┌─ Data to process

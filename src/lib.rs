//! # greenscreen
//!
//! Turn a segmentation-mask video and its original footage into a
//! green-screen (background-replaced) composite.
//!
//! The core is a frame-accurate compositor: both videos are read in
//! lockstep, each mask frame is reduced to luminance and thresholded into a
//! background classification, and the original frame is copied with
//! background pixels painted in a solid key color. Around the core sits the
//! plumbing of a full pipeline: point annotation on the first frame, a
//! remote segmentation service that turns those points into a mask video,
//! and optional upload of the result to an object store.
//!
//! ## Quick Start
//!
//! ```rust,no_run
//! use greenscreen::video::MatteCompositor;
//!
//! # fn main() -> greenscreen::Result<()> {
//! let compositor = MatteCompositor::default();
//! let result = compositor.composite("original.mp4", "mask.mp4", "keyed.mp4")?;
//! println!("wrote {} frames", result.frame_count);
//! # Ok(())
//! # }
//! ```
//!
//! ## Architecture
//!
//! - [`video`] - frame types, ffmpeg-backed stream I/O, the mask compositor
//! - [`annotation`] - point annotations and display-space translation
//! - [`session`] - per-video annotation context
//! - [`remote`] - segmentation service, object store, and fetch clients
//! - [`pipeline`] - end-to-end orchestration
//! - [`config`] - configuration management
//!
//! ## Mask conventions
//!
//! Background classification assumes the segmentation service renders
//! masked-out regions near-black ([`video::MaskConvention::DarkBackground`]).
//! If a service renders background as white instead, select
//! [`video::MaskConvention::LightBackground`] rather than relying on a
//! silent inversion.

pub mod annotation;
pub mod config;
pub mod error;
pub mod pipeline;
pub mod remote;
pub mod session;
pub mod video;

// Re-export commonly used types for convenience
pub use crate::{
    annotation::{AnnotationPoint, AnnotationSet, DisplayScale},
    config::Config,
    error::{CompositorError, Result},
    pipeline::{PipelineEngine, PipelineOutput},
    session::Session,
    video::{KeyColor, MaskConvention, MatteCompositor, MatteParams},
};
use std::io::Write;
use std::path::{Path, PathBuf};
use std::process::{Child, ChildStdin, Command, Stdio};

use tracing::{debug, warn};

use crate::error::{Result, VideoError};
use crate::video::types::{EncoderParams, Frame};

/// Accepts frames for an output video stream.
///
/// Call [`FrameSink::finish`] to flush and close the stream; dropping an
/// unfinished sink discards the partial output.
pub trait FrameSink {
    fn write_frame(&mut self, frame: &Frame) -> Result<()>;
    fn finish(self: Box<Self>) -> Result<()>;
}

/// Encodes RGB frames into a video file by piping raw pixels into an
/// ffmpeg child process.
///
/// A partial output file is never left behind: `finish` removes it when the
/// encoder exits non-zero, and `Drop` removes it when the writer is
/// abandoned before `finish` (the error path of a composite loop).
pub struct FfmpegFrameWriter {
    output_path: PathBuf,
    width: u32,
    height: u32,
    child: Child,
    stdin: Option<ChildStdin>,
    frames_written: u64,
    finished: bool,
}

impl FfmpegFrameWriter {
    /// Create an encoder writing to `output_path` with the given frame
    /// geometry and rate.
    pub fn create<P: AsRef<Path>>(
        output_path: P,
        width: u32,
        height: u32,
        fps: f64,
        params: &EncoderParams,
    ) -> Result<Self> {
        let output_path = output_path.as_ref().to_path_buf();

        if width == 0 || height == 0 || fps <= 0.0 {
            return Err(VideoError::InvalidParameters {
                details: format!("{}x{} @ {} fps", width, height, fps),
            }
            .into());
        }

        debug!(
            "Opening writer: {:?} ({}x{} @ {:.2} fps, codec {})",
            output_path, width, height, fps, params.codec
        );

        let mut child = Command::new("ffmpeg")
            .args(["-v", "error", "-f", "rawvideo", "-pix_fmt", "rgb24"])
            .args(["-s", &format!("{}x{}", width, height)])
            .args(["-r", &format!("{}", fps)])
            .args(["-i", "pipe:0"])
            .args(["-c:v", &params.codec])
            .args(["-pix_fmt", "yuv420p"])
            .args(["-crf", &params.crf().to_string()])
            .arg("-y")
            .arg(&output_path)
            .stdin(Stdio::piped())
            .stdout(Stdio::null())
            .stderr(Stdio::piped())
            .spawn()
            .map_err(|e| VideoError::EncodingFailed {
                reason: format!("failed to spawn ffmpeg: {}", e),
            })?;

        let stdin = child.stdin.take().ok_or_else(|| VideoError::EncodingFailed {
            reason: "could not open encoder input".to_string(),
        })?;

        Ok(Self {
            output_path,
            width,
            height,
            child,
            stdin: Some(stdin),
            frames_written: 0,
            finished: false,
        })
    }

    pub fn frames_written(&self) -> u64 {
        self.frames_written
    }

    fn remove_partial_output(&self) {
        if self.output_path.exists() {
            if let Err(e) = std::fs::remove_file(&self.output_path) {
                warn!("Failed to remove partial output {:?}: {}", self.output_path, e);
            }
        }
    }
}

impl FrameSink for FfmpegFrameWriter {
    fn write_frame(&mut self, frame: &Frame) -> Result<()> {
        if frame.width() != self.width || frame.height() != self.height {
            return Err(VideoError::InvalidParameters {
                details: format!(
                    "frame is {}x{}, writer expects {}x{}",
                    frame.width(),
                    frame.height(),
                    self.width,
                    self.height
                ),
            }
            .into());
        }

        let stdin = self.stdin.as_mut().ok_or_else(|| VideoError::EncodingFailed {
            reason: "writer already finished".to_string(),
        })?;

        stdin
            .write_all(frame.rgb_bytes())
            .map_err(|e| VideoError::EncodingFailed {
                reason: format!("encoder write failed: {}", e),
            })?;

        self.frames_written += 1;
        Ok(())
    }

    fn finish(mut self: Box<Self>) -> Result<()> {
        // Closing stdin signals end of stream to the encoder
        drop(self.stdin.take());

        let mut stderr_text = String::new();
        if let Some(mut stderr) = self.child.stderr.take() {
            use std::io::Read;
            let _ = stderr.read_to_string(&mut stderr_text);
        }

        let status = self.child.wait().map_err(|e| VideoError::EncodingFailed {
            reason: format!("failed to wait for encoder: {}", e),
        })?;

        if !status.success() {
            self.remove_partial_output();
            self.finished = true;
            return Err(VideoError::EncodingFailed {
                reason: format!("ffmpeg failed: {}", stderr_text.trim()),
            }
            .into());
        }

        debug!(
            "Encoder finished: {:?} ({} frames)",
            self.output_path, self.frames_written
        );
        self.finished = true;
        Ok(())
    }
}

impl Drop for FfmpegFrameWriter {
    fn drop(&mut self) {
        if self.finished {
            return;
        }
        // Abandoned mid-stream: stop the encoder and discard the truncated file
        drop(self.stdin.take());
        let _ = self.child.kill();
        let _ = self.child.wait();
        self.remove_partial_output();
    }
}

└─
┌─ Data to process

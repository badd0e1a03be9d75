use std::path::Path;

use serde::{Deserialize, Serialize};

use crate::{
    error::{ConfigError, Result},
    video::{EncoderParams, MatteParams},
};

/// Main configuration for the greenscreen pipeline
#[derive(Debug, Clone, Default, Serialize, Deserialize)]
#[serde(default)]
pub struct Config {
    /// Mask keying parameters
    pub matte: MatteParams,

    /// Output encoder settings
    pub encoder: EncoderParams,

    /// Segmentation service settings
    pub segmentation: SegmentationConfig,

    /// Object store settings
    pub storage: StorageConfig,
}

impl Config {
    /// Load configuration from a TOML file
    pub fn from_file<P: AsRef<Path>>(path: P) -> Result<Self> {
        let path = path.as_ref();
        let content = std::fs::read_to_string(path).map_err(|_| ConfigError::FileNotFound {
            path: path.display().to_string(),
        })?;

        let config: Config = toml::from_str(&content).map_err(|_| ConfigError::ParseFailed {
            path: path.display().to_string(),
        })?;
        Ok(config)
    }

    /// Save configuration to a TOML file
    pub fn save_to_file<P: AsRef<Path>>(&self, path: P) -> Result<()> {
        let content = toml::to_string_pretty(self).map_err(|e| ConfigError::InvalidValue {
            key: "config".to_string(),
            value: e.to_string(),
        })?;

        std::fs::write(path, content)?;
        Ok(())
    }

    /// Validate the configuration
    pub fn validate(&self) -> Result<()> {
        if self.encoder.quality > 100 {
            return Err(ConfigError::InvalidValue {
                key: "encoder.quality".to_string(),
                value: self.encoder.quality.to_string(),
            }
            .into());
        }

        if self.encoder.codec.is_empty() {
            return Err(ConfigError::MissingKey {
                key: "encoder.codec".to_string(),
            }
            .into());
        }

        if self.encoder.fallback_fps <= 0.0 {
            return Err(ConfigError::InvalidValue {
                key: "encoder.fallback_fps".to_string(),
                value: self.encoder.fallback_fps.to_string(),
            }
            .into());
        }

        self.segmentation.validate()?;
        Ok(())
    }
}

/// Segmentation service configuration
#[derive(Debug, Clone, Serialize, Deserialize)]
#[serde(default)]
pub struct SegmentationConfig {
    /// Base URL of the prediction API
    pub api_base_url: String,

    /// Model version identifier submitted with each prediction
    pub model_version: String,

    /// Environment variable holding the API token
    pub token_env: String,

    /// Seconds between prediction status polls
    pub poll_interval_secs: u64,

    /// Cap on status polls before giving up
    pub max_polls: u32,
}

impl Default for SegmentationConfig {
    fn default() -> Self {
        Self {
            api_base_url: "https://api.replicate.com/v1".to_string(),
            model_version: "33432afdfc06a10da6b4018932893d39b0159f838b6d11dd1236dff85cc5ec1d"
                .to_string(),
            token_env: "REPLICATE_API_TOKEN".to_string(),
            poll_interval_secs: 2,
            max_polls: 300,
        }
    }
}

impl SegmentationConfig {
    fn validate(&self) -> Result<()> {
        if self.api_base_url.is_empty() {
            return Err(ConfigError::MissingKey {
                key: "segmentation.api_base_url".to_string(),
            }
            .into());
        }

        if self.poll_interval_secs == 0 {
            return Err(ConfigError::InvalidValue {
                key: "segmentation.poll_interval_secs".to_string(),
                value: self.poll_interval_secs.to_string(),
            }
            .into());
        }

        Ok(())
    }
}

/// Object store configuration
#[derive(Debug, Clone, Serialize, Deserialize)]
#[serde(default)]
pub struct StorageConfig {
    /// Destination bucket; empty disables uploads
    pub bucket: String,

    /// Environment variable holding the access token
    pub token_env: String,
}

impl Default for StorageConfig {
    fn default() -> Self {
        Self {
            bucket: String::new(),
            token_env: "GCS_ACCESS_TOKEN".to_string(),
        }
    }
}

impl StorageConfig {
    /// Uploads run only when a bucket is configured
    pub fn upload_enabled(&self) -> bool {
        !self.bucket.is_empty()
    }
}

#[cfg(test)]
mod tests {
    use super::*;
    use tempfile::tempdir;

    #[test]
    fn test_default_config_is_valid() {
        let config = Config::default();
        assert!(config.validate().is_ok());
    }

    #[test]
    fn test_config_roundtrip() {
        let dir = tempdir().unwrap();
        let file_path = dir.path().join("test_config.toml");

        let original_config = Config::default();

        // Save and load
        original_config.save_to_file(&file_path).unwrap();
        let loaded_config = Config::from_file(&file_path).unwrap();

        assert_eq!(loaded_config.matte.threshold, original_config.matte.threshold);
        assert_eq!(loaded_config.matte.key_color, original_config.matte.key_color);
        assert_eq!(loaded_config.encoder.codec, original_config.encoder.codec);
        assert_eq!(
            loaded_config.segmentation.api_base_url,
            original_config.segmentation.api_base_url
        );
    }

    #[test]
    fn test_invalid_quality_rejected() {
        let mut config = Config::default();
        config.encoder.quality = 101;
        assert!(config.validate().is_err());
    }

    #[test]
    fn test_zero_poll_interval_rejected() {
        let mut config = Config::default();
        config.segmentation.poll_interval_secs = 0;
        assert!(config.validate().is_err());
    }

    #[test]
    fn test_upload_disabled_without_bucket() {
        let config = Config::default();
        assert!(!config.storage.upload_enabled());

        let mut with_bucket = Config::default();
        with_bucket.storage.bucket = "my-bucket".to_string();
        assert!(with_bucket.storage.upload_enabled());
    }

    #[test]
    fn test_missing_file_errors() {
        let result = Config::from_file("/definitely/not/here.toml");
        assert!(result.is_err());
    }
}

└─

**What this task involves**
Beginning at the line above with "footage into a" and finishing at the line with "thresholded into a", return each line exactly and return nothing else.

**Answer area**
//! Turn a segmentation-mask video and its original footage into a
//! green-screen (background-replaced) composite.
//!
//! The core is a frame-accurate compositor: both videos are read in
//! lockstep, each mask frame is reduced to luminance and thresholded into a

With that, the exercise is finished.